WHAT YOU HAVE TO DO:
Copy each line of the records below, from the first through the one that contains "by a backend.", exactly as written.

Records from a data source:
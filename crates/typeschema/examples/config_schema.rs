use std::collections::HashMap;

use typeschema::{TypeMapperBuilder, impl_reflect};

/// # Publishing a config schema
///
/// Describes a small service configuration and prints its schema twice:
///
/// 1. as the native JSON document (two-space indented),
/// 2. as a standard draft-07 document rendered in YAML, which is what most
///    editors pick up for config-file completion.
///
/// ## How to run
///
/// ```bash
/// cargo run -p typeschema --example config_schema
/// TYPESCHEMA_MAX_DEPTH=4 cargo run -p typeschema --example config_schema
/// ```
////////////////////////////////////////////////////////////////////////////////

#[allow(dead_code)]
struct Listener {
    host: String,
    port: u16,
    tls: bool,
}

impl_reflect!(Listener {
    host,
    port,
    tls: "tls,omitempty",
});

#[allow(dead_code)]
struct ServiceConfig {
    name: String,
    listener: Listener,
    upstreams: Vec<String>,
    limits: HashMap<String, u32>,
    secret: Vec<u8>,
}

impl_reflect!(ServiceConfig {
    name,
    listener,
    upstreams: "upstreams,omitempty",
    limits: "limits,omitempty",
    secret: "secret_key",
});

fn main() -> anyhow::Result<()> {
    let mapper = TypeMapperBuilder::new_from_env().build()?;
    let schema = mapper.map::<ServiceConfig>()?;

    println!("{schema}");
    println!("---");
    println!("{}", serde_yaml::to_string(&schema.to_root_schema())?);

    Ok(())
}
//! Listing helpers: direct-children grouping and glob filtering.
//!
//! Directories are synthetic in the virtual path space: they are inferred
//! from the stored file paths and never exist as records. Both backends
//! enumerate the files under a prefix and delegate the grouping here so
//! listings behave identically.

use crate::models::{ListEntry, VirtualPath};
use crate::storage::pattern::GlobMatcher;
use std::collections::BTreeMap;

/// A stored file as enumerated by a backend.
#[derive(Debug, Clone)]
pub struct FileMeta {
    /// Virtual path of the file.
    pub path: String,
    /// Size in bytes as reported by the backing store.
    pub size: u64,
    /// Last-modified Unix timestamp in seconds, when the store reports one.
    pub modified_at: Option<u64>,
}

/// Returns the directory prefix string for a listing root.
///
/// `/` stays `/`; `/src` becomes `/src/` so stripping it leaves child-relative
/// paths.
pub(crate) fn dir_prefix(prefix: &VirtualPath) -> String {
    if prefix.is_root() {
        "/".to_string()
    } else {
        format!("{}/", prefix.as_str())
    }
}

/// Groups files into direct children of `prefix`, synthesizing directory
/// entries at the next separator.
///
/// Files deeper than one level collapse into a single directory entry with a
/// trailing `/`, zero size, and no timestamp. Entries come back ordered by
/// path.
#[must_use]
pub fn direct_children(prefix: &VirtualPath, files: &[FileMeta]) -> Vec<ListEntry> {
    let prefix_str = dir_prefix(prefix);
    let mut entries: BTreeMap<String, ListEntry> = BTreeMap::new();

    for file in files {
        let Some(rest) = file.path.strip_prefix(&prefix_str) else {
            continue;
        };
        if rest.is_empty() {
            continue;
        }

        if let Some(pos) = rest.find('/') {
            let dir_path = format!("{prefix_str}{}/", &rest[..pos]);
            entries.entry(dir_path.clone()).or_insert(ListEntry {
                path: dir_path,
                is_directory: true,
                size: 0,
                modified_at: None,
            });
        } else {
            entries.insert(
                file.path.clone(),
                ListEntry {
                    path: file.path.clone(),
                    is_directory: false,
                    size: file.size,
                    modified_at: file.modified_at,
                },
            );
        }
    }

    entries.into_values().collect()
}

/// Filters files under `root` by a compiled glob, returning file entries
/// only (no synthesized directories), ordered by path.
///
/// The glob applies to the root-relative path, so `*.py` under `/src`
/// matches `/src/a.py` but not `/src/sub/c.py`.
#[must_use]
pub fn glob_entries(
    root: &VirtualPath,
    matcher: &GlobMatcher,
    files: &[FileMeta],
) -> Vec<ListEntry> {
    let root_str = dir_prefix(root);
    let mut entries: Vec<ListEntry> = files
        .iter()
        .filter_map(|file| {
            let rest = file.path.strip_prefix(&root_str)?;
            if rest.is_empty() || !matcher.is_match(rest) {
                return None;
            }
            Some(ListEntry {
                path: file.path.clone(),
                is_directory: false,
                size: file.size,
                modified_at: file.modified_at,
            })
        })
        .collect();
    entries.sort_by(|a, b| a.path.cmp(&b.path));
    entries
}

ANSWER TO THIS PROBLEM:
filename crates/typeschema/examples/config_schema.rs
use std::collections::HashMap;

use typeschema::{TypeMapperBuilder, impl_reflect};

/// # Publishing a config schema
///
/// Describes a small service configuration and prints its schema twice:
///
/// 1. as the native JSON document (two-space indented),
/// 2. as a standard draft-07 document rendered in YAML, which is what most
///    editors pick up for config-file completion.
///
/// ## How to run
///
/// ```bash
/// cargo run -p typeschema --example config_schema
/// TYPESCHEMA_MAX_DEPTH=4 cargo run -p typeschema --example config_schema
/// ```
////////////////////////////////////////////////////////////////////////////////

#[allow(dead_code)]
struct Listener {
    host: String,
    port: u16,
    tls: bool,
}

impl_reflect!(Listener {
    host,
    port,
    tls: "tls,omitempty",
});

#[allow(dead_code)]
struct ServiceConfig {
    name: String,
    listener: Listener,
    upstreams: Vec<String>,
    limits: HashMap<String, u32>,
    secret: Vec<u8>,
}

impl_reflect!(ServiceConfig {
    name,
    listener,
    upstreams: "upstreams,omitempty",
    limits: "limits,omitempty",
    secret: "secret_key",
});

fn main() -> anyhow::Result<()> {
    let mapper = TypeMapperBuilder::new_from_env().build()?;
    let schema = mapper.map::<ServiceConfig>()?;

    println!("{schema}");
    println!("---");
    println!("{}", serde_yaml::to_string(&schema.to_root_schema())?);

    Ok(())
}
//! Listing helpers: direct-children grouping and glob filtering.
//!
//! Directories are synthetic in the virtual path space: they are inferred
//! from the stored file paths and never exist as records. Both backends
//! enumerate the files under a prefix and delegate the grouping here so
//! listings behave identically.

use crate::models::{ListEntry, VirtualPath};
use crate::storage::pattern::GlobMatcher;
use std::collections::BTreeMap;

/// A stored file as enumerated by a backend.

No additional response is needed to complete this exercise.